Only the lines below from the one containing "### Matchmaker Module" to the one containing "reader/writer tasks, the" should be repeated, both included and unchanged.

Dataset entries
▬▬▬
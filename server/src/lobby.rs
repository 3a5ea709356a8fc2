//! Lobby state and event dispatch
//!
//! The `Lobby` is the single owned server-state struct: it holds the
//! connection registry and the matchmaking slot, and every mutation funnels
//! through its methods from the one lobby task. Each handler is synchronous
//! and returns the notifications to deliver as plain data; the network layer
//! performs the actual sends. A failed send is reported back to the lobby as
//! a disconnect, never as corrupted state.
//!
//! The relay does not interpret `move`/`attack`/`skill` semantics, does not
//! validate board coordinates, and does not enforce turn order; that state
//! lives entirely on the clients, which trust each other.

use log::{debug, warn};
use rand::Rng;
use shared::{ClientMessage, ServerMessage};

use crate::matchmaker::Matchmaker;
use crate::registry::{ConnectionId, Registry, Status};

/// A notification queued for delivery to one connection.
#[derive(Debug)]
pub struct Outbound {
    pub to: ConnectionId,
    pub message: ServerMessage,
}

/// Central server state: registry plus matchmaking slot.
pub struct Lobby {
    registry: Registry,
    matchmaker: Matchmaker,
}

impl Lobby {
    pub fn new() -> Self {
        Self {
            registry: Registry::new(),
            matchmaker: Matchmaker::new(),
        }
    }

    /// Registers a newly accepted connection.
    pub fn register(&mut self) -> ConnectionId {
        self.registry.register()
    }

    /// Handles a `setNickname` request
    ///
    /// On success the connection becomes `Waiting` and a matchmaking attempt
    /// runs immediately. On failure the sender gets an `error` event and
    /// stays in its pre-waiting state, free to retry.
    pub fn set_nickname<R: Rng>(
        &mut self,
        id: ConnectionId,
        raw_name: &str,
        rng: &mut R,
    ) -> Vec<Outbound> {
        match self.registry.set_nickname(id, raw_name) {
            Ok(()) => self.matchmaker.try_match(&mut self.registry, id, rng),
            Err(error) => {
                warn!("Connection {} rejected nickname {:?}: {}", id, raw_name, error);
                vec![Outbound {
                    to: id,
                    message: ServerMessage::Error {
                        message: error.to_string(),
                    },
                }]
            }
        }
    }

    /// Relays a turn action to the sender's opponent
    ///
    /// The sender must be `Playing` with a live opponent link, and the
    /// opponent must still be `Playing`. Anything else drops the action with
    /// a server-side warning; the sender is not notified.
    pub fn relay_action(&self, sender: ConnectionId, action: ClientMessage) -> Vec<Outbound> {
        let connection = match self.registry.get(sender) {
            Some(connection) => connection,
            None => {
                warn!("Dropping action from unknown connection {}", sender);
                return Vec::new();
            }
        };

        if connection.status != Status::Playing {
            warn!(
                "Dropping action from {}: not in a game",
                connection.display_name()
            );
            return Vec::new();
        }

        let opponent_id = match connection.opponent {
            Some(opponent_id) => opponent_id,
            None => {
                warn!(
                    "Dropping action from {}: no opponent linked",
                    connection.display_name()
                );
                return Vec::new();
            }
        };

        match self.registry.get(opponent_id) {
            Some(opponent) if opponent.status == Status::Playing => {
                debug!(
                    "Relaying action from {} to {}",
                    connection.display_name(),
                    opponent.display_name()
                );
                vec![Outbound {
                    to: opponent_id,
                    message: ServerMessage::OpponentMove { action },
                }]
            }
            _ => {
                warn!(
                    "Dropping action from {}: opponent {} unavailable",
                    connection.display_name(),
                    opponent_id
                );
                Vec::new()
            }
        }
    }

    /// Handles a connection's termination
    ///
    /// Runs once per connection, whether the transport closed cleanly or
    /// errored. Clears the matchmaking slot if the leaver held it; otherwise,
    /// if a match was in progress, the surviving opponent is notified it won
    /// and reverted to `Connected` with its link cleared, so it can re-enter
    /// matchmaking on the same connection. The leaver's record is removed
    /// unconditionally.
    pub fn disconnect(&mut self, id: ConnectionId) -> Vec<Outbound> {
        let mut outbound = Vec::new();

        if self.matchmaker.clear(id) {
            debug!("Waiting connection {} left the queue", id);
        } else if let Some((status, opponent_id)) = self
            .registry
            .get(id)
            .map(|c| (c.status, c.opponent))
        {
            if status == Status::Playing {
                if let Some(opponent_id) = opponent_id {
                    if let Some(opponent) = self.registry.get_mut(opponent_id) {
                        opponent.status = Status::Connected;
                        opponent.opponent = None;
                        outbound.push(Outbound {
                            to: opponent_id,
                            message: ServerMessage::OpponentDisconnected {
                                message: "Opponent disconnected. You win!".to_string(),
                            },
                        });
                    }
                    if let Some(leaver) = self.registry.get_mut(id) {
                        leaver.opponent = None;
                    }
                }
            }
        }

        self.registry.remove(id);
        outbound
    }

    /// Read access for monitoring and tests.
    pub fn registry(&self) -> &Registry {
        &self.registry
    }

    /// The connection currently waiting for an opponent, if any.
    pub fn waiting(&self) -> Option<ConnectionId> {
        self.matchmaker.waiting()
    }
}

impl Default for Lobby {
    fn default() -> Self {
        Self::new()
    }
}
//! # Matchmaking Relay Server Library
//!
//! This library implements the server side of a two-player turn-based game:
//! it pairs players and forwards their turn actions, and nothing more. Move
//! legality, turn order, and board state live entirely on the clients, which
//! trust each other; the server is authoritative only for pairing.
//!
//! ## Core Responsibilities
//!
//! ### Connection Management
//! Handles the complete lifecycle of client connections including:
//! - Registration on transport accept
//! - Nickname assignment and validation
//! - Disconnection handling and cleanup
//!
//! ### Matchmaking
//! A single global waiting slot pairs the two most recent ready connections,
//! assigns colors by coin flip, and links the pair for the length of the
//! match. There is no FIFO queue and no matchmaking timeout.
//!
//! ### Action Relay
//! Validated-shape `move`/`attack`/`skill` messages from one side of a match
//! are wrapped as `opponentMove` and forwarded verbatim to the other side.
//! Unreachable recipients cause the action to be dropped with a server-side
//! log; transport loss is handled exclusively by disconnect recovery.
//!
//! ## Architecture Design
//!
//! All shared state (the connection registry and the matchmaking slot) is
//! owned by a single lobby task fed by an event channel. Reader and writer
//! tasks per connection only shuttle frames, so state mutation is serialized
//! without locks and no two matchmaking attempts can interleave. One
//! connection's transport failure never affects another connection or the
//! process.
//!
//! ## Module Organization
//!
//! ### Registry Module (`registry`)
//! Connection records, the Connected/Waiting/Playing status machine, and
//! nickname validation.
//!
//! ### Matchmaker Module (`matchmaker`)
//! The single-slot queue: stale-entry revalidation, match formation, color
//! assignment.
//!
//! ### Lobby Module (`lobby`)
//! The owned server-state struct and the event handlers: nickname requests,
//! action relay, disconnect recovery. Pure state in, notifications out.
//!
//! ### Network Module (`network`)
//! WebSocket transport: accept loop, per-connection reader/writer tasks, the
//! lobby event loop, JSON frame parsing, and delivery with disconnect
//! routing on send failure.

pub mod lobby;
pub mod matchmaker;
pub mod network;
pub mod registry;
▬▬▬
• **Answer area**:
//! ### Matchmaker Module (`matchmaker`)
//! The single-slot queue: stale-entry revalidation, match formation, color
//! assignment.
//!
//! ### Lobby Module (`lobby`)
//! The owned server-state struct and the event handlers: nickname requests,
//! action relay, disconnect recovery. Pure state in, notifications out.
//!
//! ### Network Module (`network`)
//! WebSocket transport: accept loop, per-connection reader/writer tasks, the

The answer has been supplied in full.